As I was walking down a
sidewalk, heading into a Kroger, I saw an old man sitting on a bench. He had a red
and blue plaid newsboy cap on and his face was chiseled with decades of time.
If his face were a phonograph record it would play the blues.
The
bench once had advertising painted on it, but the peeling green paint on its
slats made it indiscernible. The multicolor lettering was long gone, even its
outline was now lost - only flakes of paint here and there bore testimony to soap,
or soda, or aspirin; the purchase of which promised to make life better - the
bench was weathered and warped, the old man was weathered and bent.

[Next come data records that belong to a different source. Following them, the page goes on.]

use pyo3::exceptions::PyValueError;
use pyo3::prelude::*;
use pyo3::types::{PyBytes, PyDict};
use welcomecard_core::{CardError, CardPipeline, DetectionMode, OutputFormat, Slot, WelcomeCard};

fn to_py_err(e: CardError) -> PyErr {
    PyValueError::new_err(e.to_string())
}

fn format_to_string(format: &OutputFormat) -> &'static str {
    match format {
        OutputFormat::Png => "png",
        OutputFormat::Webp => "webp",
    }
}

fn string_to_format(format: &str) -> PyResult<OutputFormat> {
    match format {
        "png" => Ok(OutputFormat::Png),
        "webp" => Ok(OutputFormat::Webp),
        _ => Err(PyValueError::new_err(format!("unknown format: {format}"))),
    }
}

fn card_to_dict<'py>(py: Python<'py>, card: &WelcomeCard) -> PyResult<Bound<'py, PyDict>> {
    let dict = PyDict::new(py);
    dict.set_item("data", PyBytes::new(py, &card.data))?;
    dict.set_item("format", format_to_string(&card.format))?;
    dict.set_item("width", card.width)?;
    dict.set_item("height", card.height)?;
    dict.set_item(
        "slot",
        (card.slot.left(), card.slot.top(), card.slot.diameter()),
    )?;
    dict.set_item("placeholder_avatar", card.placeholder_avatar)?;
    Ok(dict)
}

/// Renders welcome cards against one background.
///
/// Keep one renderer alive for the whole process: the decoded background and
/// the detected slot are computed on first use and reused afterwards.
///
/// Args:
///     mode: "auto" (detect the placeholder, default) or "manual"
///     left, top, diameter: manual slot, also the fallback when detection fails
///     format: "png" (default) or "webp"
#[pyclass(frozen)]
struct CardRenderer {
    pipeline: CardPipeline,
}

#[pymethods]
impl CardRenderer {
    #[new]
    #[pyo3(signature = (*, mode="auto", left=620, top=170, diameter=300, format="png"))]
    fn new(mode: &str, left: u32, top: u32, diameter: u32, format: &str) -> PyResult<Self> {
        let mode: DetectionMode = mode.parse().map_err(to_py_err)?;
        let slot = Slot::new(left, top, diameter).map_err(to_py_err)?;
        let pipeline = CardPipeline::new()
            .mode(mode)
            .manual_slot(slot)
            .format(string_to_format(format)?);
        Ok(Self { pipeline })
    }

    /// Build a renderer from CIRCLE_MODE and MANUAL_CIRCLE_{LEFT,TOP,DIAMETER}.
    #[staticmethod]
    fn from_env() -> PyResult<Self> {
        let pipeline = CardPipeline::from_env().map_err(to_py_err)?;
        Ok(Self { pipeline })
    }

    /// Render a card.
    ///
    /// Args:
    ///     background: Raw background image bytes; decoded on the first call only
    ///     avatar: Raw avatar bytes, or None for a gray placeholder
    ///
    /// Returns:
    ///     dict with keys: data (bytes), format (str), width (int), height (int),
    ///                     slot (tuple), placeholder_avatar (bool)
    #[pyo3(signature = (background, avatar=None))]
    fn render<'py>(
        &self,
        py: Python<'py>,
        background: Vec<u8>,
        avatar: Option<Vec<u8>>,
    ) -> PyResult<Bound<'py, PyDict>> {
        let card = py
            .allow_threads(|| {
                self.pipeline
                    .produce_card_from_bytes(&background, avatar.as_deref())
            })
            .map_err(to_py_err)?;
        card_to_dict(py, &card)
    }

    /// Resolve the avatar slot for a background as (left, top, diameter).
    fn slot(&self, py: Python<'_>, background: Vec<u8>) -> PyResult<(u32, u32, u32)> {
        let slot = py
            .allow_threads(|| {
                let decoded = self.pipeline.background(|| Some(background))?;
                Ok::<_, CardError>(self.pipeline.slot(decoded))
            })
            .map_err(to_py_err)?;
        Ok((slot.left(), slot.top(), slot.diameter()))
    }
}

#[pymodule]
fn welcomecard(m: &Bound<'_, PyModule>) -> PyResult<()> {
    m.add_class::<CardRenderer>()?;
    Ok(())
}
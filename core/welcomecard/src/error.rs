use thiserror::Error;

/// Failures surfaced to the caller. Avatar and detection problems are
/// recovered internally and never appear here.
#[derive(Debug, Error)]
pub enum CardError {
    #[error("background image unavailable: {0}")]
    BackgroundUnavailable(String),

    #[error("failed to encode card: {0}")]
    EncodeFailed(String),

    #[error("slot diameter must be at least 10, got {0}")]
    InvalidDiameter(u32),

    #[error("unknown detection mode: {0}")]
    InvalidMode(String),

    #[error("invalid configuration: {0}")]
    InvalidConfig(String),
}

His eyes saw me, he was aware
of what was immediately surrounding him – but he was looking at something else,
something I couldn’t see – his soul was looking through his eyes, beyond what I
and other passersby could see. I had a sense that he was there and yet wasn’t
there. I had a sense that I was intruding.
Reverently I said, “Good
afternoon.”
He looked at me, through me,
beyond me, and replied:
“When I die I will fly
And when I fly I will soar.
When I soar it will be above
this old earth
And my troubles will be far
below.”
I don’t think he was actually
talking to me, I was just a witness in the sacred place of the old man, for I
don’t think he was simply sitting on a bench; the bench was just a prop, a prop
for a tired old soul in the tired old body of a tired old man.
2 Corinthians 5:1-5.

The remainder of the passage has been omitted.